N225 Open Gap Tail Risk¶
Research code for a point-in-time out-of-sample study of OSE Nikkei 225 Futures opening-gap tail risk.
The paper asks whether information observed at the U.S. cash-market close helps forecast the VaR and Expected Shortfall (ES) of the next OSE day-session open. The setting is not a generic overnight-return exercise: OSE futures trade through an active night session, so U.S. information may be partially incorporated before the Japanese opening auction.
What This Repository Does¶
- Builds a point-in-time forecast panel for Nikkei 225 Futures opening-gap risk.
- Evaluates downside and upside opening-gap risk as separate tail surfaces.
- Tests nested information sets built around Japan-only history, U.S. close variables, Japan proxy ETFs, and Asia proxy ETFs.
- Compares benchmark econometric models, advanced tail-risk benchmarks, and LightGBM tail specifications.

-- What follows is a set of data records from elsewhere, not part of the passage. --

use super::{placeholder, replace_top_level, Download, Platform, Runtime};
use crate::error::SparkError;
use crate::shell::EnvPatch;
use crate::version::{sort_descending, VersionRecord};
use serde::Deserialize;
use std::path::{Path, PathBuf};

pub const HOME_VAR: &str = "NODE_HOME";

/// Node.js distributions from `index.json` mirrors.
pub struct Node {
    platform: Platform,
}

#[derive(Debug, Deserialize)]
struct IndexEntry {
    version: String,
    #[serde(default)]
    date: Option<String>,
    #[serde(default)]
    npm: Option<String>,
    #[serde(default)]
    lts: serde_json::Value,
    #[serde(default)]
    security: bool,
    #[serde(default)]
    files: Vec<String>,
}

impl Node {
    pub fn new(platform: Platform) -> Self {
        Self { platform }
    }

    /// The `files` tag published for this platform's binaries.
    fn file_tag(&self) -> Result<&'static str, SparkError> {
        let tag = match (self.platform.os, self.platform.arch) {
            ("windows", "x86_64") => "win-x64-zip",
            ("windows", "x86") => "win-x86-zip",
            ("windows", "aarch64") => "win-arm64-zip",
            ("macos", "x86_64") => "osx-x64-tar",
            ("macos", "aarch64") => "osx-arm64-tar",
            ("linux", "x86_64") => "linux-x64",
            ("linux", "arm") => "linux-armv7l",
            ("linux", "aarch64") => "linux-arm64",
            ("linux", "powerpc64") => "linux-ppc64le",
            ("linux", "s390x") => "linux-s390x",
            _ => return Err(self.platform.unsupported()),
        };
        Ok(tag)
    }

    fn dist_parts(&self) -> Result<(&'static str, &'static str, &'static str), SparkError> {
        let os = match self.platform.os {
            "windows" => "win",
            "macos" => "darwin",
            "linux" => "linux",
            _ => return Err(self.platform.unsupported()),
        };
        let arch = match (self.platform.os, self.platform.arch) {
            (_, "x86_64") => "x64",
            ("windows", "x86") => "x86",
            (_, "aarch64") => "arm64",
            ("linux", "arm") => "armv7l",
            ("linux", "powerpc64") => "ppc64le",
            ("linux", "s390x") => "s390x",
            _ => return Err(self.platform.unsupported()),
        };
        let ext = match self.platform.os {
            "windows" => "zip",
            "macos" => "tar.xz",
            _ => "tar.gz",
        };
        Ok((os, arch, ext))
    }
}

impl Runtime for Node {
    fn name(&self) -> &'static str {
        "node"
    }

    fn display_name(&self) -> &'static str {
        "Node.js"
    }

    fn prefix(&self) -> &'static str {
        "v"
    }

    fn executable(&self, version_dir: &Path) -> PathBuf {
        if self.platform.is_windows() {
            version_dir.join("node.exe")
        } else {
            version_dir.join("bin").join("node")
        }
    }

    fn probe_command(&self) -> (&'static str, &'static [&'static str]) {
        ("node", &["-v"])
    }

    fn parse_probe(&self, output: &str) -> Option<String> {
        let trimmed = output.trim();
        self.parse(trimmed)?;
        Some(self.canonical_tag(trimmed))
    }

    fn catalog_url(&self, mirror: &str) -> String {
        format!("{mirror}index.json")
    }

    fn parse_catalog(&self, body: &str) -> Result<Vec<VersionRecord>, SparkError> {
        let file_tag = self.file_tag()?;
        let entries: Vec<IndexEntry> = serde_json::from_str(body)
            .map_err(|err| SparkError::CatalogUnavailable(format!("malformed index: {err}")))?;

        let mut records: Vec<VersionRecord> = entries
            .into_iter()
            .filter(|entry| entry.files.iter().any(|file| file == file_tag))
            .filter_map(|entry| {
                let semantic = self.parse(&entry.version)?;
                let mut record = VersionRecord::new(self.canonical_tag(&entry.version), semantic);
                record.lts = match entry.lts {
                    serde_json::Value::String(name) => Some(name),
                    serde_json::Value::Bool(true) => Some("lts".to_string()),
                    _ => None,
                };
                record.security = entry.security;
                record.date = entry.date;
                record.npm = entry.npm;
                record.platform_tags = entry.files.into_iter().collect();
                Some(record)
            })
            .collect();
        sort_descending(&mut records);
        Ok(records)
    }

    fn download(&self, mirror: &str, tag: &str) -> Result<Download, SparkError> {
        let (os, arch, ext) = self.dist_parts()?;
        let base_name = format!("node-{tag}-{os}-{arch}");
        Ok(Download {
            url: format!("{mirror}{tag}/{base_name}.{ext}"),
            tag: tag.to_string(),
            base_name,
            ext,
        })
    }

    fn rename_entry(&self, download: &Download, entry: &str) -> Option<String> {
        replace_top_level(entry, &download.base_name, &download.tag)
    }

    fn home_var(&self) -> &'static str {
        HOME_VAR
    }

    fn env_patch(&self, symlink: &Path) -> EnvPatch {
        let mut patch = EnvPatch::default();
        patch.set(HOME_VAR, symlink.display().to_string());
        if self.platform.is_windows() {
            patch.add_path(placeholder(HOME_VAR, &[]));
        } else {
            patch.add_path(placeholder(HOME_VAR, &["bin"]));
        }
        patch
    }

    fn supports_lts(&self) -> bool {
        true
    }
}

- Reports VaR coverage, quantile loss, Fissler-Ziegel VaR-ES loss, DM inference, Murphy diagrams, and supporting risk diagnostics.
The repository does not implement a live trading system, portfolio allocation rule, or execution-cost study.
Current Empirical Snapshot¶
The current clean snapshot is based on the completed run
tailrisk_20160719_20260522_20260525T142611Z_commit_bf63b13d.
- Clean evaluation window:
2018-06-20to2026-05-22. - Forecast sample:
1722trading-day observations. - Primary risk level: 95% VaR, corresponding to a nominal 5% exception rate.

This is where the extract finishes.